The News
Have you ever been offered a bribe? I got back from a week off the grid Saturday in time to catch up with The City’s Katie Honan about being offered cash in a bag of sour cream and onion potato chips.
Honan’s adventures with the nickel-and-dime corruption allegedly surrounding New York’s mayor reminded me of the only time I ever got such an offer, in 2005, after I’d nettled the boss of Brooklyn, Vito Lopez, on my blog. He invited me out to lunch at the late lamented Cono’s in Williamsburg, and informed me that he was looking for a “consultant” to help him navigate this new medium. It took me a minute to realize that meant me.
There are countries, and American subcultures, in which cash payments to journalists are common, and sophisticated readers guess at who paid for what. In big American media, the currencies that tempt most journalists are access and information, not cash. (For more on the temptations of access, read Max Tani on Vanity Fair.)

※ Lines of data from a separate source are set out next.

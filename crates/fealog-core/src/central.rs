//! Central-logger record normalization.
//!
//! A central-logger record is an FEA line whose tail is a JSON object:
//!
//! ```text
//! [2024-01-15T10:00:00Z] [INFO] [CentralLogger] {"category":"dev","logClientName":"Shell",
//!   "logType":"Info","logTimestamp":1705312800000,"logData":"[\"a\",\"b\"]"}
//! ```
//!
//! The payload is everything from the first `{` to the last `}`, so nested
//! objects and embedded newlines survive. `logData` is kept verbatim as
//! `rawArgs` and resolved into `args` through [`ArgsResolution`].

use crate::{
    error::RecordError,
    levels::LevelAliasResolver,
    types::NormalizedEvent,
};
use serde::Deserialize;
use serde_json::value::RawValue;

#[derive(Debug, Deserialize)]
#[serde(rename_all = "camelCase")]
struct CentralLoggerPayload {
    category: String,
    log_client_name: String,
    log_type: String,
    log_timestamp: serde_json::Number,
    log_data: Box<RawValue>,
}

/// How `args` was derived from the raw `logData` text.
#[derive(Debug, Clone, PartialEq, Eq)]
pub enum ArgsResolution {
    /// `logData` was a JSON string holding a JSON array of strings.
    ParsedArray(Vec<String>),
    /// `logData` was a JSON string, but not an array: one pair of brackets
    /// stripped, split on `,`.
    SplitFallback(Vec<String>),
    /// Anything else; `args` is just the raw text.
    RawString,
}

impl ArgsResolution {
    pub fn resolve(raw_args: &str) -> Self {
        let unquoted = match serde_json::from_str::<Option<String>>(raw_args) {
            Ok(Some(s)) if !s.is_empty() => s,
            _ => return ArgsResolution::RawString,
        };

        match serde_json::from_str::<Vec<String>>(&unquoted) {
            Ok(args) => ArgsResolution::ParsedArray(args),
            Err(_) => ArgsResolution::SplitFallback(split_delimited(&unquoted)),
        }
    }

    pub fn into_args(self, raw_args: &str) -> Vec<String> {
        match self {
            ArgsResolution::ParsedArray(args) | ArgsResolution::SplitFallback(args) => args,
            ArgsResolution::RawString => vec![raw_args.to_owned()],
        }
    }
}

fn split_delimited(text: &str) -> Vec<String> {
    let text = text.strip_prefix('[').unwrap_or(text);
    let text = text.strip_suffix(']').unwrap_or(text);
    text.split(',').map(str::to_owned).collect()
}

/// Greedy brace-to-brace slice, or `None` when there is no `{ … }` pair.
pub fn extract_payload(record: &str) -> Option<&str> {
    let start = record.find('{')?;
    let end = record.rfind('}')?;
    (end > start).then(|| &record[start..=end])
}

pub struct CentralLoggerNormalizer<'a> {
    levels: &'a LevelAliasResolver,
}

impl<'a> CentralLoggerNormalizer<'a> {
    pub fn new(levels: &'a LevelAliasResolver) -> Self {
        Self { levels }
    }

    pub fn normalize(&self, record: &str) -> Result<NormalizedEvent, RecordError> {
        let json = extract_payload(record).ok_or(RecordError::MissingPayload)?;
        let payload: CentralLoggerPayload = serde_json::from_str(json)?;

        if payload.category.is_empty() {
            return Err(RecordError::EmptyCategory);
        }

        let level = self.levels.resolve(&payload.log_type).map(str::to_owned);
        if level.is_none() {
            tracing::debug!(log_type = %payload.log_type, "unresolved central logger level");
        }

        let raw_args = payload.log_data.get();
        let args = ArgsResolution::resolve(raw_args).into_args(raw_args);

        Ok(NormalizedEvent::new(
            payload.category,
            payload.log_client_name,
            level,
            payload.log_timestamp,
            args,
            raw_args,
        ))
    }
}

The fragmented new media landscape, however, operates on opaque cash flows and ill-enforced regulations, and awkward arrangements occasionally slip into public in indictments or scandals. I suspect there will be more until there’s a reckoning like the music industry’s payola scandal of the late 1950s.

Room for Disagreement
You don’t have to look far for sweeping allegations of corruption in American media. Some of those influencers make their careers claiming it. New York Rep. Alexandria Ocasio-Cortez raised questions about how fossil-fuel advertising in “DC-based newsletters” influence Washington policymaking, based on a 2021 report from Gizmodo and Heated.